Pernikahan Tersembunyi: My Imperfect CEO

Cinta Seorang Ayah



Cinta Seorang Ayah

0"Anya, jaga dirimu baik-baik. Ayah kurang sehat. Ayah akan pulang dulu," Deny menatap putrinya sambil tersenyum.     

"Kalau kamu sedang tidak sehat, tidak akan ada yang menyalahkan kalau kamu tidak datang. Di tempat ini ada banyak orang. Bagaimana kalau kamu tertular penyakit," kata-kata yang keluar dari mulut Anya terdengar dingin, tetapi tanpa sadar tangannya membantu Deny untuk membetulkan jaket dan syal yang melingkar di lehernya.     

Walaupun cuaca di bulan November tidak terlalu dingin, penyakit ringan seperti flu saja bisa membunuh Deny.     

Deny menjawab sambil tersenyum. "Ibumu telah mendidikmu dengan sangat baik. Kamu tumbuh menjadi wanita yang baik hati dan kuat."     

"Kalau kamu tidak sehat, kamu tidak akan bisa mencari uang. Apa gunanya uang kalau kamu tidak memiliki tubuh yang sehat?" kata Anya, menyarankan Deny untuk banyak beristirahat.     

"Perusahaan tidak bisa berjalan tanpa ada aku. Ini semua adalah karma yang harus aku terima karena membuat kamu dan ibumu menderita. Tuhan telah menghukumku," Deny menundukkan kepalanya dengan malu.     

Anya tidak tahu harus berkata apa. Ia menoleh dan memandang ke arah Aiden. Kemudian Aiden berkata, "Kalau paman benar-benar merasa menyesal, lebih baik menjaga kesehatanmu dan berbuat yang terbaik pada orang-orang yang kamu cintai. Sebelum semuanya terlambat …"     

Mata Deny berbinar saat memandang Anya dan Aiden, "Aku akan menjaga kesehatanku."     

Anya mengangguk dan balas tersenyum, "Hati-hatilah saat pulang. Aku tidak bisa mengantarmu."     
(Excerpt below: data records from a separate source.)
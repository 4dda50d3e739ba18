//! Persistence and event-publishing ports.
//!
//! Aggregates are stored as versioned JSON records behind [`AggregateStore`];
//! the events they buffer are delivered through [`EventPublisher`] wrapped in
//! an [`EventEnvelope`].

pub mod error;
pub mod event;
pub mod memory;
pub mod record;
pub mod store;

pub use common::AggregateId;
pub use error::{Result, StoreError};
pub use event::{EventEnvelope, EventEnvelopeBuilder, EventId, Version};
pub use memory::{InMemoryAggregateStore, InMemoryEventPublisher};
pub use record::AggregateRecord;
pub use store::{AggregateStore, EventPublisher, SaveOptions};
use axum::{response::Json, routing::get, Router};
use diesel::prelude::*;
use tracing::instrument;

use crate::error::ApiError;
use crate::serializer::{serialize_pizza, PizzaResponse};
use crate::{establish_connection, models};

pub fn router() -> Router {
    Router::new().route("/pizzas", get(list_pizzas))
}

#[utoipa::path(
    get,
    path = "/pizzas",
    responses(
        (status = 200, description = "List of pizzas", body = Vec<PizzaResponse>),
    ),
    tag = "pizzas"
)]
#[instrument]
pub async fn list_pizzas() -> Result<Json<Vec<PizzaResponse>>, ApiError> {
    use crate::schema::pizzas::dsl::*;

    let conn = &mut establish_connection();
    let results = pizzas.select(models::Pizza::as_select()).load(conn)?;

    Ok(Json(results.iter().map(serialize_pizza).collect()))
}
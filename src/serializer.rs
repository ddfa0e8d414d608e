use serde::{Deserialize, Serialize};
use utoipa::ToSchema;

use crate::models;

#[derive(Debug, Serialize, ToSchema)]
pub struct RestaurantResponse {
    /// Unique identifier for the restaurant
    pub id: i32,
    /// Name of the restaurant
    pub name: String,
    /// Address of the restaurant
    pub address: String,
}

#[derive(Debug, Serialize, ToSchema)]
pub struct PizzaResponse {
    /// Unique identifier for the pizza
    pub id: i32,
    /// Name of the pizza
    pub name: String,
    /// Comma-separated ingredient list
    pub ingredients: String,
}

#[derive(Debug, Serialize, ToSchema)]
pub struct RestaurantPizzaResponse {
    /// Unique identifier for the offer
    pub id: i32,
    /// Price of the pizza at this restaurant
    pub price: i32,
    pub restaurant_id: i32,
    pub pizza_id: i32,
    pub pizza: PizzaResponse,
}

#[derive(Debug, Serialize, ToSchema)]
pub struct RestaurantDetailResponse {
    pub id: i32,
    pub name: String,
    pub address: String,
    /// Pizzas offered by this restaurant
    pub restaurant_pizzas: Vec<RestaurantPizzaResponse>,
}

#[derive(Debug, Deserialize, ToSchema)]
pub struct CreateRestaurantPizzaRequest {
    /// Price of the pizza at this restaurant, between 1 and 30
    pub price: Option<i32>,
    pub restaurant_id: Option<i32>,
    pub pizza_id: Option<i32>,
}

#[derive(Debug, Serialize, ToSchema)]
pub struct CreateRestaurantPizzaResponse {
    pub id: i32,
    pub price: i32,
    pub restaurant_id: i32,
    pub pizza_id: i32,
    pub pizza: PizzaResponse,
    pub restaurant: RestaurantResponse,
}

#[derive(Debug, Serialize, ToSchema)]
pub struct ApiErrorResponse {
    /// Error message
    pub error: String,
}

#[derive(Debug, Serialize, ToSchema)]
pub struct ApiErrorsResponse {
    /// Error messages
    pub errors: Vec<String>,
}

pub fn serialize_restaurant(restaurant: &models::Restaurant) -> RestaurantResponse {
    RestaurantResponse {
        id: restaurant.id,
        name: restaurant.name.clone(),
        address: restaurant.address.clone(),
    }
}

pub fn serialize_pizza(pizza: &models::Pizza) -> PizzaResponse {
    PizzaResponse {
        id: pizza.id,
        name: pizza.name.clone(),
        ingredients: pizza.ingredients.clone(),
    }
}

pub fn serialize_restaurant_detail(
    restaurant: &models::Restaurant,
    offers: &[(models::RestaurantPizza, models::Pizza)],
) -> RestaurantDetailResponse {
    RestaurantDetailResponse {
        id: restaurant.id,
        name: restaurant.name.clone(),
        address: restaurant.address.clone(),
        restaurant_pizzas: offers
            .iter()
            .map(|(offer, pizza)| RestaurantPizzaResponse {
                id: offer.id,
                price: offer.price,
                restaurant_id: offer.restaurant_id,
                pizza_id: offer.pizza_id,
                pizza: serialize_pizza(pizza),
            })
            .collect(),
    }
}

pub fn serialize_created_restaurant_pizza(
    offer: &models::RestaurantPizza,
    restaurant: &models::Restaurant,
    pizza: &models::Pizza,
) -> CreateRestaurantPizzaResponse {
    CreateRestaurantPizzaResponse {
        id: offer.id,
        price: offer.price,
        restaurant_id: offer.restaurant_id,
        pizza_id: offer.pizza_id,
        pizza: serialize_pizza(pizza),
        restaurant: serialize_restaurant(restaurant),
    }
}
use diesel::prelude::*;
use diesel_migrations::{embed_migrations, EmbeddedMigrations};
use dotenvy::dotenv;
use std::env;

pub mod error;
pub mod handlers;
pub mod models;
pub mod schema;
pub mod serializer;

pub const MIGRATIONS: EmbeddedMigrations = embed_migrations!("./migrations");

pub fn establish_connection() -> PgConnection {
    dotenv().ok();

    let database_url = env::var("DATABASE_URL").expect("DATABASE_URL must be set");
    PgConnection::establish(&database_url)
        .unwrap_or_else(|_| panic!("Error connecting to {}", database_url))
}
"Tidak perlu mengantarku. Asistenku akan membantuku dan supirku sudah menunggu di depan lobby. Di luar dingin. Tidak usah keluar, nanti kamu sakit," Deny berbalik untuk pergi, tetapi kemudian ia berhenti sejenak dan memandang ke arah Aiden. "Aiden, meski perusahaanku sudah bangkrut, kalau kamu menindas Anya dan membuatnya merasa sedih, aku tidak akan memaafkanmu."     

"Aku akan selalu menjaga Anya dan merawatnya dengan baik," untuk pertama kalinya Aiden merasakan rasa hormat untuk Deny.     

Ia tidak marah karena Deny mengancamnya, malah merasa bahagia karena akhirnya Deny menunjukkan bahwa ia peduli terhadap putri tertuanya.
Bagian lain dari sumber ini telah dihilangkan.